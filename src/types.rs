use rust_decimal::Decimal;
use serde::{Deserialize, Serialize};

use crate::decimal::Money;

/// loan terms snapshot handed to the payment calculator
///
/// Every field is optional: a record that has not been fully filled in yet
/// still yields a (zero) payment instead of an error.
#[derive(Debug, Clone, Copy, PartialEq, Eq, Serialize, Deserialize, Default)]
#[serde(rename_all = "camelCase")]
pub struct LoanTerms {
    pub principal: Option<Money>,
    /// nominal annual rate as a percentage, 6.0 means 6%
    pub annual_rate_percent: Option<Decimal>,
    pub term_months: Option<u32>,
}

impl LoanTerms {
    pub fn new(principal: Money, annual_rate_percent: Decimal, term_months: u32) -> Self {
        Self {
            principal: Some(principal),
            annual_rate_percent: Some(annual_rate_percent),
            term_months: Some(term_months),
        }
    }

    pub fn is_complete(&self) -> bool {
        self.principal.is_some() && self.annual_rate_percent.is_some() && self.term_months.is_some()
    }
}

/// monthly payment computed from a set of loan terms
#[derive(Debug, Clone, Copy, PartialEq, Eq, Serialize, Deserialize)]
#[serde(rename_all = "camelCase")]
pub struct PaymentResult {
    pub monthly_payment: Money,
}

/// component of a payment
#[derive(Debug, Clone, Copy, PartialEq, Eq, Hash, Serialize, Deserialize)]
#[serde(rename_all = "SCREAMING_SNAKE_CASE")]
pub enum PaymentType {
    Principal,
    Interest,
    Fee,
    Overpayment,
}

/// one month of an amortization schedule
#[derive(Debug, Clone, Copy, PartialEq, Eq, Serialize, Deserialize)]
pub struct ScheduleEntry {
    pub month: u32,
    pub payment: Money,
    #[serde(rename = "principal")]
    pub principal_portion: Money,
    #[serde(rename = "interest")]
    pub interest_portion: Money,
    #[serde(rename = "remainingBalance")]
    pub remaining_balance: Money,
}

impl ScheduleEntry {
    /// split the payment into its typed components
    pub fn components(&self) -> [(PaymentType, Money); 2] {
        [
            (PaymentType::Principal, self.principal_portion),
            (PaymentType::Interest, self.interest_portion),
        ]
    }
}
/// loan account - compute, patch, and serialize a record
use loan_amortization_rs::{LoanAccount, LoanAccountPatch, Money, PaymentCalculator, PrecisionConfig};
use loan_amortization_rs::serialization::schedule_to_json;
use rust_decimal_macros::dec;

fn main() -> Result<(), Box<dyn std::error::Error>> {
    tracing_subscriber::fmt()
        .with_env_filter(tracing_subscriber::EnvFilter::from_default_env())
        .init();

    let config = PrecisionConfig::default();
    let calculator = PaymentCalculator::new(config);

    // record as it arrives from a client
    let incoming: LoanAccount = serde_json::from_str(
        r#"{"accountName": "home", "loanAmount": "200000.00", "interestRate": "6.0", "termMonths": 360}"#,
    )?;
    incoming.validate()?;

    let account = incoming.with_computed_payment(&calculator)?;
    println!("created:\n{}\n", account.json()?);

    // partial update: shorten the term
    let patch = LoanAccountPatch {
        term_months: Some(180),
        ..Default::default()
    };
    let account = account.apply_patch(&patch).with_computed_payment(&calculator)?;
    println!("after patch: payment {}", account.monthly_payment.unwrap_or(Money::ZERO));

    let schedule = account.amortization_schedule(config)?;
    let body = schedule_to_json(&schedule.entries[..3])?;
    println!("first three months: {}", body);

    Ok(())
}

§ **Requirement**: For the string "Clone", work out how many lines of the data contain it; answer with the number alone.

§ **Solved problem**: 4